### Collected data
BEGIN
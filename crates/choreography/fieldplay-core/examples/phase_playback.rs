use fieldplay_core::{
    create_event, create_path, next_phase_boundary, pending_phase_boundary, sample_event,
    AnimationPhase, EntityId, EntityType, PathLibrary, PlayerPathConfig, SequentialIds, Vec3,
};

fn main() -> anyhow::Result<()> {
    let mut ids = SequentialIds::new();

    let run = create_path(
        &mut ids,
        EntityId::from("p9"),
        EntityType::Player,
        Vec3::new(0.0, 0.0, 0.0),
        Vec3::new(20.0, 0.0, 5.0),
        3.0,
    );
    let pass = create_path(
        &mut ids,
        EntityId::from("ball"),
        EntityType::Ball,
        Vec3::new(-10.0, 0.0, 0.0),
        Vec3::new(20.0, 0.0, 5.0),
        1.5,
    );

    let event = create_event(&mut ids, "Through ball", 2000.0, 0.0)
        .add_player_path(PlayerPathConfig::new("p9", run.id.clone(), 0.0))
        .add_player_path(PlayerPathConfig::new("ball", pass.id.clone(), 1500.0))
        .add_phase(AnimationPhase::new("setup", "Setup", 0.0))
        .add_phase(AnimationPhase::new("pass", "Pass", 1500.0).with_description("Ball is played"));

    let paths: PathLibrary = [run, pass].into_iter().collect();
    let end_ms = event.resolve_end_time(&paths);
    println!("'{}' runs for {end_ms} ms", event.name);

    // 10 Hz scheduler; pauses once at each boundary it crosses.
    let phases = event.sorted_phases();
    let mut acknowledged_ms = f32::NEG_INFINITY;
    let mut now_ms = 0.0_f32;
    while now_ms <= end_ms {
        if let Some(idx) = pending_phase_boundary(&phases, now_ms, acknowledged_ms) {
            let phase = &phases[idx];
            println!("-- paused at '{}' ({} ms); resuming", phase.name, phase.start_time);
            acknowledged_ms = phase.start_time;
        }
        let poses = sample_event(&event, &paths, now_ms, |_| None);
        println!("t={now_ms:>6.0} {}", serde_json::to_string(&poses)?);
        if let Some(next) = next_phase_boundary(&phases, now_ms) {
            log::trace!("next boundary at {} ms", phases[next].start_time);
        }
        now_ms += 100.0;
    }
    Ok(())
}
END
### What the exercise asks
Retype each line of the data exactly as it reads.

### Exercise solution
filename crates/choreography/fieldplay-core/examples/phase_playback.rs
use fieldplay_core::{
    create_event, create_path, next_phase_boundary, pending_phase_boundary, sample_event,
    AnimationPhase, EntityId, EntityType, PathLibrary, PlayerPathConfig, SequentialIds, Vec3,
};

fn main() -> anyhow::Result<()> {
    let mut ids = SequentialIds::new();

    let run = create_path(
        &mut ids,
        EntityId::from("p9"),
        EntityType::Player,
        Vec3::new(0.0, 0.0, 0.0),
        Vec3::new(20.0, 0.0, 5.0),
        3.0,
    );
    let pass = create_path(
        &mut ids,
        EntityId::from("ball"),
        EntityType::Ball,
        Vec3::new(-10.0, 0.0, 0.0),
        Vec3::new(20.0, 0.0, 5.0),
        1.5,
    );

    let event = create_event(&mut ids, "Through ball", 2000.0, 0.0)
        .add_player_path(PlayerPathConfig::new("p9", run.id.clone(), 0.0))
        .add_player_path(PlayerPathConfig::new("ball", pass.id.clone(), 1500.0))
        .add_phase(AnimationPhase::new("setup", "Setup", 0.0))
        .add_phase(AnimationPhase::new("pass", "Pass", 1500.0).with_description("Ball is played"));

    let paths: PathLibrary = [run, pass].into_iter().collect();
    let end_ms = event.resolve_end_time(&paths);
    println!("'{}' runs for {end_ms} ms", event.name);

    // 10 Hz scheduler; pauses once at each boundary it crosses.
    let phases = event.sorted_phases();
    let mut acknowledged_ms = f32::NEG_INFINITY;
    let mut now_ms = 0.0_f32;
    while now_ms <= end_ms {
        if let Some(idx) = pending_phase_boundary(&phases, now_ms, acknowledged_ms) {
            let phase = &phases[idx];
            println!("-- paused at '{}' ({} ms); resuming", phase.name, phase.start_time);
            acknowledged_ms = phase.start_time;
        }
        let poses = sample_event(&event, &paths, now_ms, |_| None);
        println!("t={now_ms:>6.0} {}", serde_json::to_string(&poses)?);
        if let Some(next) = next_phase_boundary(&phases, now_ms) {
            log::trace!("next boundary at {} ms", phases[next].start_time);
        }
        now_ms += 100.0;
    }
    Ok(())
}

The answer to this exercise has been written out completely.